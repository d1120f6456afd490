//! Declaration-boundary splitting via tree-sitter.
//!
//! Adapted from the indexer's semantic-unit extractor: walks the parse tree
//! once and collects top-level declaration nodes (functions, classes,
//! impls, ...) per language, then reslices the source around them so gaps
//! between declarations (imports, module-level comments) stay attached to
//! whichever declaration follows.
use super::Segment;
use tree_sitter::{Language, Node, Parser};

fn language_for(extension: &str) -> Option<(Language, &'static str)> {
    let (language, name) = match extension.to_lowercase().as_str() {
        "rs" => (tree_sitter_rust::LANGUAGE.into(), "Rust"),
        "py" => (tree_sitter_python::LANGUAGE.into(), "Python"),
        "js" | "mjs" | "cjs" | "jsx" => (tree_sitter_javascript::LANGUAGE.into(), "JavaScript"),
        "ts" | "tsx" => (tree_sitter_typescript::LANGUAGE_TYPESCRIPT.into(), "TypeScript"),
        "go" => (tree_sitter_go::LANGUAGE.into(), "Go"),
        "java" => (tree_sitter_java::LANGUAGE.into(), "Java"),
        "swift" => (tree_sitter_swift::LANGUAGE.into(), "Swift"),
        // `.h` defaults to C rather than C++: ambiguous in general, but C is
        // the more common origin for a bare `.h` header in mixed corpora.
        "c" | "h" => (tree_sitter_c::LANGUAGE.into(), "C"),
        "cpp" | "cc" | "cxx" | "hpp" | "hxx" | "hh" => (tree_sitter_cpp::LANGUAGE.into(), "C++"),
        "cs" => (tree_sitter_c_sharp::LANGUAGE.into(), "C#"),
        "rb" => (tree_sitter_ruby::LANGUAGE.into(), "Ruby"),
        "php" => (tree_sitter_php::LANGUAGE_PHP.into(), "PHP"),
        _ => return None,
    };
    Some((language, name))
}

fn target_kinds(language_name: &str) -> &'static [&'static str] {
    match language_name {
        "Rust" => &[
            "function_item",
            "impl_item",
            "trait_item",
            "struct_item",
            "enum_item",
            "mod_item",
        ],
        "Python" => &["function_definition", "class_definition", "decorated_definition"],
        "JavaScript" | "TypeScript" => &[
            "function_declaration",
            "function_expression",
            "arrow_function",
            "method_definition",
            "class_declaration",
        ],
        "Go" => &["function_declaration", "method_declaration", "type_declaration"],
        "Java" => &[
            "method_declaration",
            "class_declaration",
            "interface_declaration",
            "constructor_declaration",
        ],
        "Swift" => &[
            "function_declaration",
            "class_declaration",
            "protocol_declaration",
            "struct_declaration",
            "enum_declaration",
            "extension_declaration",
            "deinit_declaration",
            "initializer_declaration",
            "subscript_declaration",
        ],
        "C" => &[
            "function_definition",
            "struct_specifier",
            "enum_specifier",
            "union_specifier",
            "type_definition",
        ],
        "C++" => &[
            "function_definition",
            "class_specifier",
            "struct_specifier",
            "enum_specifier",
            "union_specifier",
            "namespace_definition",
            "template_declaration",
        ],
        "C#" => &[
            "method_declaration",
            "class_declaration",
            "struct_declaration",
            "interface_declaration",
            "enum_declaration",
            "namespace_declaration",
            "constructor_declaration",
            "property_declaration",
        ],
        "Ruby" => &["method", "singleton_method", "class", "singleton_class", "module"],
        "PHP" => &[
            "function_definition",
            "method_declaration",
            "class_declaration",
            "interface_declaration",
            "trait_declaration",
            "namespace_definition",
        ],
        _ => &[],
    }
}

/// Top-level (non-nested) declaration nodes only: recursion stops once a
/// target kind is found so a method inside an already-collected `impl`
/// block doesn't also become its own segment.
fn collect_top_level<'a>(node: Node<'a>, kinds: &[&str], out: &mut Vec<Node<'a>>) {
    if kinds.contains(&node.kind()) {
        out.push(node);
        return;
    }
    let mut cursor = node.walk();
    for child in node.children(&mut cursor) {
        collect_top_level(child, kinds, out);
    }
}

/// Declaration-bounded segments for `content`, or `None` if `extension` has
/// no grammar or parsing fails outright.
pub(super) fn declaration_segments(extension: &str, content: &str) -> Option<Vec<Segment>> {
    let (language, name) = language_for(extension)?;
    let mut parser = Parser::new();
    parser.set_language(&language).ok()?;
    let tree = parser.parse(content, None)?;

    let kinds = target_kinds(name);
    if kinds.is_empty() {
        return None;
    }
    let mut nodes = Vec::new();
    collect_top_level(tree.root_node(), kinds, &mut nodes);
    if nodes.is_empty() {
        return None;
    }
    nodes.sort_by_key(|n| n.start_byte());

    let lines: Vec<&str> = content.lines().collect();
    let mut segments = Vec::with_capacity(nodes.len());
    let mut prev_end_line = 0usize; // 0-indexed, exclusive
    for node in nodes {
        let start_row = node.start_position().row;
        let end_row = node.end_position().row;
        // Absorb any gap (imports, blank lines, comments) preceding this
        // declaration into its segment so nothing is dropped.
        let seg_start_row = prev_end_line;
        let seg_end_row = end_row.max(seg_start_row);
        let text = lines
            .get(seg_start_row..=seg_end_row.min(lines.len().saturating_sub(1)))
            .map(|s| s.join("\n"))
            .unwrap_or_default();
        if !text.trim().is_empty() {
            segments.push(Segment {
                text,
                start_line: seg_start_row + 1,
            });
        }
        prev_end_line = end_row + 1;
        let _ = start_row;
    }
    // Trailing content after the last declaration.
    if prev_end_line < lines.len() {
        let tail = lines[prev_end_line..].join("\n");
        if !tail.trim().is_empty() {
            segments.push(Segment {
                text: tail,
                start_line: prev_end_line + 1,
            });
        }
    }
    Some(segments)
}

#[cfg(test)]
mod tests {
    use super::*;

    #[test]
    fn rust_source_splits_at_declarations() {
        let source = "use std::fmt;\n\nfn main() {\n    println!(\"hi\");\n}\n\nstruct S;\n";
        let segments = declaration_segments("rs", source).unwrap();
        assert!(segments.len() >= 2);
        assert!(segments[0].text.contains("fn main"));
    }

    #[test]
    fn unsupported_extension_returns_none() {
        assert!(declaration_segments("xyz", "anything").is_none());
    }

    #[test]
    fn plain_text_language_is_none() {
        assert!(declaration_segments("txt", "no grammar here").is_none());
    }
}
= = = = = = =
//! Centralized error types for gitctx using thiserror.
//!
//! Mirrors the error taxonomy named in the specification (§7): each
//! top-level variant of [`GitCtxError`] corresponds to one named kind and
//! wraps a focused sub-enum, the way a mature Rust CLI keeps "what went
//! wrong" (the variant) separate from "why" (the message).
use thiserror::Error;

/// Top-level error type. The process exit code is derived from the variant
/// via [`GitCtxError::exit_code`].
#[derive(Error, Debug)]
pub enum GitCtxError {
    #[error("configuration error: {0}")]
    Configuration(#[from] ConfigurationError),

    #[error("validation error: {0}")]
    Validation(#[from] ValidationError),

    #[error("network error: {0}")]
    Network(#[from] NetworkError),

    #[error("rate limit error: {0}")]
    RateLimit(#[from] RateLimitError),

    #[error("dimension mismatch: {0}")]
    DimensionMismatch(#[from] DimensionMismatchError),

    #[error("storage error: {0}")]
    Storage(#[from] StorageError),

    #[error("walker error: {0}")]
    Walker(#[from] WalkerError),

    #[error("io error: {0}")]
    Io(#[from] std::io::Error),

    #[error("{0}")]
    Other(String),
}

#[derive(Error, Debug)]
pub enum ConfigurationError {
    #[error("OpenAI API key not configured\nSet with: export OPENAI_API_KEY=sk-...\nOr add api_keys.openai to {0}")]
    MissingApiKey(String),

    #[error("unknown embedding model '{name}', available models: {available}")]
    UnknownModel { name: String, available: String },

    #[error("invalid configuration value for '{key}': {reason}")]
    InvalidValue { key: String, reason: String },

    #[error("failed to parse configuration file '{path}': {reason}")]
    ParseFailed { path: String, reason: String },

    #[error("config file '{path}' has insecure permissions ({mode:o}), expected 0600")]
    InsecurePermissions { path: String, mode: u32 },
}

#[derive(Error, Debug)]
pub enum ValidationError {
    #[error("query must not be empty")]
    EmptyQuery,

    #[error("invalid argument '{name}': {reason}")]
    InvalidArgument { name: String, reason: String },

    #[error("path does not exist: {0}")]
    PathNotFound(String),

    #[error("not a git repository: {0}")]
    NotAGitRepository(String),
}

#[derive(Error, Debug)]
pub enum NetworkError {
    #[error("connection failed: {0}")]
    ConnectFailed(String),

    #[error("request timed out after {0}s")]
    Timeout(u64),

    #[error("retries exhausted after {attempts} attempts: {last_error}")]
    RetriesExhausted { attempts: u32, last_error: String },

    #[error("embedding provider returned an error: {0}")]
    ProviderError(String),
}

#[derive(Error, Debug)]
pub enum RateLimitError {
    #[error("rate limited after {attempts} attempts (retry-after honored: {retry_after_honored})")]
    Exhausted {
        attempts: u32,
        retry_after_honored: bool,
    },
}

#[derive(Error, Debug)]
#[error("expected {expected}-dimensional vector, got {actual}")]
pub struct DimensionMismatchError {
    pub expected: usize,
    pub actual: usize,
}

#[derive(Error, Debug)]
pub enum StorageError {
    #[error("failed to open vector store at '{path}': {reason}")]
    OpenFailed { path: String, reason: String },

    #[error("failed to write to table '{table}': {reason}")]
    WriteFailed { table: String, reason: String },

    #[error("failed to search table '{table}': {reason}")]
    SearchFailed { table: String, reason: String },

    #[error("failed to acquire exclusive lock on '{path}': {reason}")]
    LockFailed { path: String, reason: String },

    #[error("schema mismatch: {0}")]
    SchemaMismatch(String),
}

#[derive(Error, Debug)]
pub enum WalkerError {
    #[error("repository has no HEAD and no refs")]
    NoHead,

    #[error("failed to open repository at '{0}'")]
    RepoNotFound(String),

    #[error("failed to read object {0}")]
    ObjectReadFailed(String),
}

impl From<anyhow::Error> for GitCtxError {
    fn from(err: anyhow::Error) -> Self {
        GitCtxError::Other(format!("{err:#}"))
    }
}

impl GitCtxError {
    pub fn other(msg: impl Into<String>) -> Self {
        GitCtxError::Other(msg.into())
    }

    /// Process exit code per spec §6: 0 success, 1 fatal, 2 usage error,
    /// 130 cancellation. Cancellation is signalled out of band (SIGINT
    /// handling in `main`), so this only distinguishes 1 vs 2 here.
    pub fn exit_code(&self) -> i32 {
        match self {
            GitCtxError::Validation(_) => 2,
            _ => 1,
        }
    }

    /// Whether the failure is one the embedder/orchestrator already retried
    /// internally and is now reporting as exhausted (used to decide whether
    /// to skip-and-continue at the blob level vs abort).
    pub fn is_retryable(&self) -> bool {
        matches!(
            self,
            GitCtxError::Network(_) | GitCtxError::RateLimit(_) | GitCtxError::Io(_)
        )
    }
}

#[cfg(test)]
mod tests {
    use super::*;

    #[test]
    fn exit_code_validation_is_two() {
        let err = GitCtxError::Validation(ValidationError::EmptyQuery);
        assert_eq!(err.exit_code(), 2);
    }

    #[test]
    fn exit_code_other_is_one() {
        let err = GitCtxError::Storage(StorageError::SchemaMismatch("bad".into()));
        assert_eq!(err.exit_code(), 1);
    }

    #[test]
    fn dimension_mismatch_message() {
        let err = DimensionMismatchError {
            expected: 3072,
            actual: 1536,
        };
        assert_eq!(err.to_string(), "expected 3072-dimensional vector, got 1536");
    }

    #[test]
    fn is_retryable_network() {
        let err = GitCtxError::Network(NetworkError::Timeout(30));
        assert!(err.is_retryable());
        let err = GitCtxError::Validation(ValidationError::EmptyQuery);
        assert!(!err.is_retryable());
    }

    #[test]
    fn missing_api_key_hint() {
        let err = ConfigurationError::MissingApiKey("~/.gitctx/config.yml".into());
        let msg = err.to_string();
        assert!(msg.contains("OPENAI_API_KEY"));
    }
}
= = = = = = =
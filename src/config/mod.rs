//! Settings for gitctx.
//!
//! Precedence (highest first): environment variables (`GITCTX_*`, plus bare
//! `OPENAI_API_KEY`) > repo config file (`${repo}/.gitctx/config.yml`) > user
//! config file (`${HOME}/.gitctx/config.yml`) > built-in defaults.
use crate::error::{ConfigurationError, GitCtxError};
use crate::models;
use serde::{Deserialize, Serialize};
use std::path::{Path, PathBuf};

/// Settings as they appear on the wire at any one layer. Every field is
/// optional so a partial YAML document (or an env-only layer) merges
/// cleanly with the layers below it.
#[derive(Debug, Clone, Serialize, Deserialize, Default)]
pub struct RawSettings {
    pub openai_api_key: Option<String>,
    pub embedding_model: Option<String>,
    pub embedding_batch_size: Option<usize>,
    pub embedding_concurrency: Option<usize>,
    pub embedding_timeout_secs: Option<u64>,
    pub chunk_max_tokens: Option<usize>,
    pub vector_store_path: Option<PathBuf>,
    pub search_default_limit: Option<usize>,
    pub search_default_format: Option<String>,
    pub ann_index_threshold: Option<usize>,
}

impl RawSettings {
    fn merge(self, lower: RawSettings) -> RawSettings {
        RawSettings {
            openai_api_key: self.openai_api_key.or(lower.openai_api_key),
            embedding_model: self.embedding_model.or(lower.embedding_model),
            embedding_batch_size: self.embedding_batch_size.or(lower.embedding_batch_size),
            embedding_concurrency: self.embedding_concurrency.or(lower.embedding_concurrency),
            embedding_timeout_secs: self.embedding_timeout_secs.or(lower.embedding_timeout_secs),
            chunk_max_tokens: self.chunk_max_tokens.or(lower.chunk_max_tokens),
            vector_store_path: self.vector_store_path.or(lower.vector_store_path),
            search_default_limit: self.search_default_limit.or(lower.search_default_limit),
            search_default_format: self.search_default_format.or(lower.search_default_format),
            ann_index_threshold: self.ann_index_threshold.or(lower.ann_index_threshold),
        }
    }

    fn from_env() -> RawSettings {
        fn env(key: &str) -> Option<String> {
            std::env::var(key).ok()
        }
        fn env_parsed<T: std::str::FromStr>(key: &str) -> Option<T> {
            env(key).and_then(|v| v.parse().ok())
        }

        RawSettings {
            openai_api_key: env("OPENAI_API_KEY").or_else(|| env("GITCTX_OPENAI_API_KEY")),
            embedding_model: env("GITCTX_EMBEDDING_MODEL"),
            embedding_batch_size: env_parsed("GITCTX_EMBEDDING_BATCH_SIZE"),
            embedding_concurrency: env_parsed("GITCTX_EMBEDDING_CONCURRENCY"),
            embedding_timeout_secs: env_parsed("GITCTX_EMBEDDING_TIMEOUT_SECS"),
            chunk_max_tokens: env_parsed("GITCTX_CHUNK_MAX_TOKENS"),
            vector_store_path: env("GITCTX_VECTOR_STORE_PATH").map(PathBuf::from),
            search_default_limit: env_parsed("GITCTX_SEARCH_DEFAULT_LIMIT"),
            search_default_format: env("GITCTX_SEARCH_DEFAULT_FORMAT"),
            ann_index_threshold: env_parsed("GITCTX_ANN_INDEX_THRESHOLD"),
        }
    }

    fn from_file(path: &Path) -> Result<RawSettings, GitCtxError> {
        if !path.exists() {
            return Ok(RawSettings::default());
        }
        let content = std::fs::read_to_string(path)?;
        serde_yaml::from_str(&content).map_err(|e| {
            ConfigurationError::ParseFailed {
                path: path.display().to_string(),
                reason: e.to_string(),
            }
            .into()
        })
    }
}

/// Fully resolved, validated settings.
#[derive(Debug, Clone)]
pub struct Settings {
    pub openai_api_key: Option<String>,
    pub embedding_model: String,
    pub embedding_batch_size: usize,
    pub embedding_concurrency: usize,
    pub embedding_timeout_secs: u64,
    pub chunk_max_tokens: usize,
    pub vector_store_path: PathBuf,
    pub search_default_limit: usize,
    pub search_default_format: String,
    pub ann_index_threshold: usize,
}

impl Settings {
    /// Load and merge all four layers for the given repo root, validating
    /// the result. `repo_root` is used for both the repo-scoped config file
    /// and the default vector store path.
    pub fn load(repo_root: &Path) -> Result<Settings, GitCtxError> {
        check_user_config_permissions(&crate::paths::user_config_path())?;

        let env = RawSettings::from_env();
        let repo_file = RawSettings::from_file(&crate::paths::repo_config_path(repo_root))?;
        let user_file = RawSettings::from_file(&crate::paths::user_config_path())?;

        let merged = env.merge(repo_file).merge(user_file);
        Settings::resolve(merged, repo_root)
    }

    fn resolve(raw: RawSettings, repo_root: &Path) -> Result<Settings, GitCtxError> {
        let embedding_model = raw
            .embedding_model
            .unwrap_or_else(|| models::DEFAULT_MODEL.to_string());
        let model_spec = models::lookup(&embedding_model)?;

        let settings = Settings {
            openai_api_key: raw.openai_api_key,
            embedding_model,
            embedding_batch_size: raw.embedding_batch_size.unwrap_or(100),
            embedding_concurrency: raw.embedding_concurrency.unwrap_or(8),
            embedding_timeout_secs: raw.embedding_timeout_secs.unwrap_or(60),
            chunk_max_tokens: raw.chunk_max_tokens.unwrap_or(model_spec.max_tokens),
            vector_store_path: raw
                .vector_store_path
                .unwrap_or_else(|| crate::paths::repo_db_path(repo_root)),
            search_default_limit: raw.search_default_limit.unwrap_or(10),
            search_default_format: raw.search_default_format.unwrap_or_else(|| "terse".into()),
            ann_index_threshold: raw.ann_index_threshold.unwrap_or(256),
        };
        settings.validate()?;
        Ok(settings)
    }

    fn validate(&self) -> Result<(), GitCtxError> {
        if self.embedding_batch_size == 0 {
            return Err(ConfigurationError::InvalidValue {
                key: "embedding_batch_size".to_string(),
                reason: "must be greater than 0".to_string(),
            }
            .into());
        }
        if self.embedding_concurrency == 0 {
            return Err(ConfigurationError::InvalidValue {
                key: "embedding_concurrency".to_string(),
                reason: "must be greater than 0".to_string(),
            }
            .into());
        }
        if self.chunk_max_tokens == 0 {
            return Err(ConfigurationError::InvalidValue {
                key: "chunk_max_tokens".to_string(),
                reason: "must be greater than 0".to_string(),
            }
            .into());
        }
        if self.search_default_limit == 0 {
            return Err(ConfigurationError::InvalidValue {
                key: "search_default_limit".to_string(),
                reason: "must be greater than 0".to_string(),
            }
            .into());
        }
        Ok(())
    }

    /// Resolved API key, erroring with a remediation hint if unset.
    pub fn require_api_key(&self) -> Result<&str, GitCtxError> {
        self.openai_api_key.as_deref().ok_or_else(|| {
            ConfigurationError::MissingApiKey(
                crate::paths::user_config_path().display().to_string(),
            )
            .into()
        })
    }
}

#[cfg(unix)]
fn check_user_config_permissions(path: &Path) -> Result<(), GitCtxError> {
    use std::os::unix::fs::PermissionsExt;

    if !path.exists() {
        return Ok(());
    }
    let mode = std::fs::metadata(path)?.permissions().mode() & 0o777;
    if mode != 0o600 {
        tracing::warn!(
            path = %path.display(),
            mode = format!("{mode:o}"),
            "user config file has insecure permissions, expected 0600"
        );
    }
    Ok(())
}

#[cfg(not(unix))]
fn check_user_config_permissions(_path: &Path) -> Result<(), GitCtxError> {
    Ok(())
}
= = = = = = =
Copy each line holding "comments" from the material above.

* RESPONSE BELOW
//! between declarations (imports, module-level comments) stay attached to
        // Absorb any gap (imports, blank lines, comments) preceding this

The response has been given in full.